Human Mucosal IgA Immune Responses against Enterotoxigenic Escherichia coli

Abstract

Infection with enterotoxigenic Escherichia coli (ETEC) is a major contributor to diarrheal illness in children in low- and middle-income countries and travelers to these areas. There is an ongoing effort to develop vaccines against ETEC, and the most reliable immune correlate of protection against ETEC is considered to be the small intestinal secretory IgA response that targets ETEC-specific virulence factors. Since isolating IgA from small intestinal mucosa is technically and ethically challenging, requiring the use of invasive medical procedures, several other indirect methods are used as a proxy for gauging the small intestinal IgA responses. In this review, we summarize the literature reporting on anti-ETEC human IgA responses observed in blood, activated lymphocyte assayss, intestinal lavage/duodenal aspirates, and saliva from human volunteers being experimentally infected with ETEC. We describe the IgA response kinetics and responder ratios against classical and noncanonical ETEC antigens in the different sample types and discuss the implications that the results may have on vaccine development and testing.

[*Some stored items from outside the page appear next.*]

//! Data returned by the Read API's `analyzeResults` endpoint.
//!
//! Only `status`, the page order, the line order and each line's `text`
//! matter to us. Everything else is optional, so that small changes to the
//! service's payload don't break parsing.

use std::fmt;

use serde::{Deserialize, Serialize};

/// The state of an asynchronous Read operation.
#[derive(Clone, Debug, PartialEq, Eq, Deserialize, Serialize)]
#[serde(from = "String", into = "String")]
pub enum OperationStatus {
    /// Queued, but not yet picked up.
    NotStarted,
    /// Recognition is in progress.
    Running,
    /// Recognition finished, and `analyzeResult` is available.
    Succeeded,
    /// Recognition failed. No further transitions will happen.
    Failed,
    /// A status we don't know about.
    Other(String),
}

impl OperationStatus {
    /// Will this operation change state again?
    pub fn is_terminal(&self) -> bool {
        matches!(self, OperationStatus::Succeeded | OperationStatus::Failed)
    }

    /// The status as the service spells it.
    pub fn as_str(&self) -> &str {
        match self {
            OperationStatus::NotStarted => "notStarted",
            OperationStatus::Running => "running",
            OperationStatus::Succeeded => "succeeded",
            OperationStatus::Failed => "failed",
            OperationStatus::Other(status) => status,
        }
    }
}

impl From<String> for OperationStatus {
    fn from(status: String) -> Self {
        match status.as_str() {
            "notStarted" => OperationStatus::NotStarted,
            "running" => OperationStatus::Running,
            "succeeded" => OperationStatus::Succeeded,
            "failed" => OperationStatus::Failed,
            _ => OperationStatus::Other(status),
        }
    }
}

impl From<OperationStatus> for String {
    fn from(status: OperationStatus) -> Self {
        match status {
            OperationStatus::Other(status) => status,
            known => known.as_str().to_owned(),
        }
    }
}

impl fmt::Display for OperationStatus {
    fn fmt(&self, f: &mut fmt::Formatter<'_>) -> fmt::Result {
        f.write_str(self.as_str())
    }
}

/// One poll of a Read operation.
#[derive(Clone, Debug, Deserialize, Serialize)]
#[serde(rename_all = "camelCase")]
pub struct ReadOperationResult {
    /// Where the operation is in its lifecycle.
    pub status: OperationStatus,

    /// When the operation was submitted.
    #[serde(default, skip_serializing_if = "Option::is_none")]
    pub created_date_time: Option<String>,

    /// When the operation last changed state.
    #[serde(default, skip_serializing_if = "Option::is_none")]
    pub last_updated_date_time: Option<String>,

    /// The recognized text. Only present once `status` is `succeeded`.
    #[serde(default, skip_serializing_if = "Option::is_none")]
    pub analyze_result: Option<AnalyzeResult>,
}

/// The recognized text of a whole document.
#[derive(Clone, Debug, Default, Deserialize, Serialize)]
#[serde(rename_all = "camelCase")]
pub struct AnalyzeResult {
    /// Schema version of the result.
    #[serde(default, skip_serializing_if = "Option::is_none")]
    pub version: Option<String>,

    /// Version of the OCR model that produced the result.
    #[serde(default, skip_serializing_if = "Option::is_none")]
    pub model_version: Option<String>,

    /// Pages, in document order.
    #[serde(default)]
    pub read_results: Vec<ReadResult>,
}

/// The recognized text of a single page.
#[derive(Clone, Debug, Default, Deserialize, Serialize)]
#[serde(rename_all = "camelCase")]
pub struct ReadResult {
    /// 1-based page number.
    #[serde(default)]
    pub page: u32,

    /// Detected text angle, in degrees.
    #[serde(default, skip_serializing_if = "Option::is_none")]
    pub angle: Option<f64>,

    #[serde(default, skip_serializing_if = "Option::is_none")]
    pub width: Option<f64>,

    #[serde(default, skip_serializing_if = "Option::is_none")]
    pub height: Option<f64>,

    /// `pixel` for images, `inch` for PDFs.
    #[serde(default, skip_serializing_if = "Option::is_none")]
    pub unit: Option<String>,

    /// Lines, in reading order.
    #[serde(default)]
    pub lines: Vec<Line>,
}

/// A single line of text.
#[derive(Clone, Debug, Default, Deserialize, Serialize)]
#[serde(rename_all = "camelCase")]
pub struct Line {
    pub text: String,

    /// Eight numbers: the four corners of the line, clockwise from top left.
    #[serde(default, skip_serializing_if = "Vec::is_empty")]
    pub bounding_box: Vec<f64>,

    #[serde(default, skip_serializing_if = "Vec::is_empty")]
    pub words: Vec<Word>,
}

/// A single word within a [`Line`].
#[derive(Clone, Debug, Default, Deserialize, Serialize)]
#[serde(rename_all = "camelCase")]
pub struct Word {
    pub text: String,

    #[serde(default, skip_serializing_if = "Vec::is_empty")]
    pub bounding_box: Vec<f64>,

    #[serde(default, skip_serializing_if = "Option::is_none")]
    pub confidence: Option<f64>,
}

/// The error payload returned with non-2xx responses.
#[derive(Clone, Debug, Deserialize)]
pub struct ErrorResponse {
    pub error: ErrorDetails,
}

#[derive(Clone, Debug, Deserialize)]
pub struct ErrorDetails {
    #[serde(default)]
    pub code: Option<String>,

    #[serde(default)]
    pub message: Option<String>,
}

impl fmt::Display for ErrorDetails {
    fn fmt(&self, f: &mut fmt::Formatter<'_>) -> fmt::Result {
        match (&self.code, &self.message) {
            (Some(code), Some(message)) => write!(f, "{code}: {message}"),
            (Some(code), None) => f.write_str(code),
            (None, Some(message)) => f.write_str(message),
            (None, None) => f.write_str("unknown error"),
        }
    }
}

Keywords: ETEC; IgA; SIgA; experimental infection; immunity; mucosal.

Figure 1

Production and secretion of secretory IgA. (a) IgA is secreted from mucosal plasma cells in the lamina propria (i.e., effector sites) after infection. Two IgA monomers combine with a J chain peptide to form IgA dimers before binding to the polymeric immunoglobulin receptor (pIgR) that is expressed on the basolateral surface of epithelial cells and responsible for transport across the epithelium in a process known as transcytosis. (b) The pIgR-bound dimeric IgA is transferred to the mucosal surface where most of the pIgR is cleaved off and dimeric IgA is released. The part of pIgR that remains is known as the secretory component (SC), and a dimeric IgA that has SC attached is known as a secretory IgA (SIgA) [35]. (c) Example of how SIgA may neutralize virulence factors. The figure shows the adhesion of one ETEC colonization factor fimbria anchored to the intestinal cell surface. SIgAs that recognize these fimbrial proteins block the binding of two other fimbriae. (d) Schematic diagram showing SIgA, a dimeric IgA antibody with J chain and secretory component. (e) Cleavage of pIgR at the apical surface of epithelial cells leads to the release of the secretory component that remains attached to SIgA.

Figure 2

ETEC antigens. (a) Illustrates the cell wall of ETEC with the inner and outer membrane, LPS, and fimbriae. (b) Demonstrates attachment of fimbria on the tip of microvillus and subsequent release of virulence factors. Mucus is degraded by the action of mucinases YghJ and EatA. This action enables ETEC to penetrate the mucosal layer and enabling the tip adhesin to adhere to the microvillus and allow access for LT and ST. (c) Flagellum with an EtpA adhesin bound at its tip attaches to the N-acetyl-galactosamine receptor on the microvillus of epithelial cells. In addition, the binding of CFA/I fimbrial tip adhesin CfaE to asialo GM1 on the microvillus is also shown. (d) Attachment of ST to guanylyl cyclase receptor and LT to ganglioside GM1 receptor induces secretion of ions into the intestinal lumen, causing diarrhea.